3.8 Intellectual Property.

(a) Sufficiency of Intellectual Property. Section 3.8(a) of the Company Disclosure Schedule identifies all of the following: (i) all trademarks, service marks, trade names, domain names, trade dress and the like which the Company or any of its Subsidiaries own or purport to own, including those registered with the United States Patent and Trademark Office (the "Trademarks"); (ii) all copyrights and all registrations of and applications to register copyrights which the Company or any Subsidiary own or purport to own; (iii) all licenses of rights in Trademarks, patents, copyrights and other intellectual property, whether to or by the Company or any of its Subsidiaries ("IP Contracts"); and (iv) all software developed by the Company that is currently in use or held for future use in its or its Subsidiaries' business. The rights required to be so identified, together with all licenses of rights in computer software and all proprietary know how and trade secrets which are material to the Company, any of its Subsidiaries or its or their business, are referred to herein collectively as the "Intellectual Property." The Intellectual Property and other licensed software of the type generally available to the public is all of the intellectual property used or held for use in, or necessary to conduct, the business. Neither the Company nor any of its Subsidiaries owns any patents or pending applications to patent any technology or design.
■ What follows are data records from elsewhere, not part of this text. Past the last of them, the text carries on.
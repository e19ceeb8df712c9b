//! REST API endpoint for case processing

use actix_web::{HttpResponse, post, web};
use serde::Deserialize;
use utoipa::ToSchema;

use crate::api::error::ApiError;
use crate::service::CasePipeline;

/// Request body for case processing
#[derive(Debug, Deserialize, ToSchema)]
#[serde(rename_all = "camelCase")]
pub struct ProcessCaseRequest {
    /// Free-text FIR / case description
    pub case_description: Option<String>,
}

/// Run a case description through extraction, drafting, verification and scoring
#[utoipa::path(
    post,
    path = "/api/process-case",
    request_body = ProcessCaseRequest,
    responses(
        (status = 200, description = "Case processed", body = crate::model::CaseReport),
        (status = 400, description = "Missing or invalid case description", body = crate::api::error::ErrorResponse),
        (status = 500, description = "Internal server error", body = crate::api::error::ErrorResponse)
    ),
    tag = "cases"
)]
#[post("/api/process-case")]
pub async fn process_case(
    pipeline: web::Data<CasePipeline>,
    body: web::Json<ProcessCaseRequest>,
) -> Result<HttpResponse, ApiError> {
    let description = body.into_inner().case_description.unwrap_or_default();

    tracing::info!(
        description_length = description.len(),
        "Received case processing request"
    );

    let report = pipeline.process(&description).await?;

    Ok(HttpResponse::Ok().json(report))
}

/// Configure case routes
pub fn configure(cfg: &mut web::ServiceConfig) {
    cfg.app_data(
        web::JsonConfig::default()
            .error_handler(|err, _req| ApiError::BadRequest(err.to_string()).into()),
    )
    .service(process_case);
}
//! Unified API error handling
//!
//! This module provides a consistent error response format across all API endpoints.

use actix_web::{HttpResponse, ResponseError, http::StatusCode};
use serde::Serialize;
use utoipa::ToSchema;
use uuid::Uuid;

use crate::service::pipeline::PipelineError;

/// Standard error response format
#[derive(Debug, Serialize, ToSchema)]
pub struct ErrorResponse {
    /// Error type/code
    pub error: String,
    /// Human-readable error message
    pub message: String,
    /// Unique request ID for tracing
    pub request_id: String,
}

/// Unified API error type
///
/// All API endpoints should return `Result<T, ApiError>` for consistent error handling.
#[derive(Debug, thiserror::Error)]
#[non_exhaustive]
pub enum ApiError {
    /// Bad request / validation error (400)
    #[error("Invalid request: {0}")]
    BadRequest(String),

    /// Internal server error (500). Details are logged, never returned.
    #[error("Failed to process case")]
    Internal,
}

impl ResponseError for ApiError {
    fn status_code(&self) -> StatusCode {
        match self {
            ApiError::BadRequest(_) => StatusCode::BAD_REQUEST,
            ApiError::Internal => StatusCode::INTERNAL_SERVER_ERROR,
        }
    }

    fn error_response(&self) -> HttpResponse {
        let status = self.status_code();
        let error_type = match self {
            ApiError::BadRequest(_) => "bad_request",
            ApiError::Internal => "internal_error",
        };
        let request_id = Uuid::new_v4().to_string();

        tracing::error!(
            error_type = error_type,
            status = status.as_u16(),
            request_id = %request_id,
            message = %self,
            "API error"
        );

        HttpResponse::build(status).json(ErrorResponse {
            error: error_type.to_string(),
            message: self.to_string(),
            request_id,
        })
    }
}

impl From<PipelineError> for ApiError {
    fn from(err: PipelineError) -> Self {
        match err {
            PipelineError::InvalidInput(msg) => ApiError::BadRequest(msg),
            PipelineError::Internal(msg) => {
                tracing::error!(error = %msg, "Case pipeline failed");
                ApiError::Internal
            }
        }
    }
}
(b) Ownership of Intellectual Property. The Company or one of its Subsidiaries is the owner of, or duly licensed to use (and immediately following the Closing will continue to own or have a valid right to use), free and clear of all Liens, the Intellectual Property, and the Intellectual Property owned by the Company exists and has been maintained in good standing. Except as set forth on Section 3.8(b) of the Company Disclosure Schedule, no third party has asserted ownership rights in any of the intellectual property (except to the extent that such intellectual property has been properly licensed to or by the Company or one of its Subsidiaries). The conduct of the business of the Company and its Subsidiaries does not (and to the Company's Knowledge, the conduct of the business when conducted immediately following the Closing at such time will not) infringe, misappropriate or otherwise violate any right of any third party, and since January 1, 2004, neither the Company nor any of its Subsidiaries has received written notice (or, to the Company's Knowledge, any other notice) from any Person alleging such infringement, misappropriation, or other violation. To the Company's Knowledge, no third party is infringing, misappropriating or otherwise violating the Company's or its Subsidiaries' rights in the Intellectual Property and within the past three (3) years, except as set forth in Section 3.8(b) of the Company Disclosure Schedule, neither the Company nor any of its Subsidiaries have asserted or threatened any claim against any Person alleging any such infringement, misappropriation or violation.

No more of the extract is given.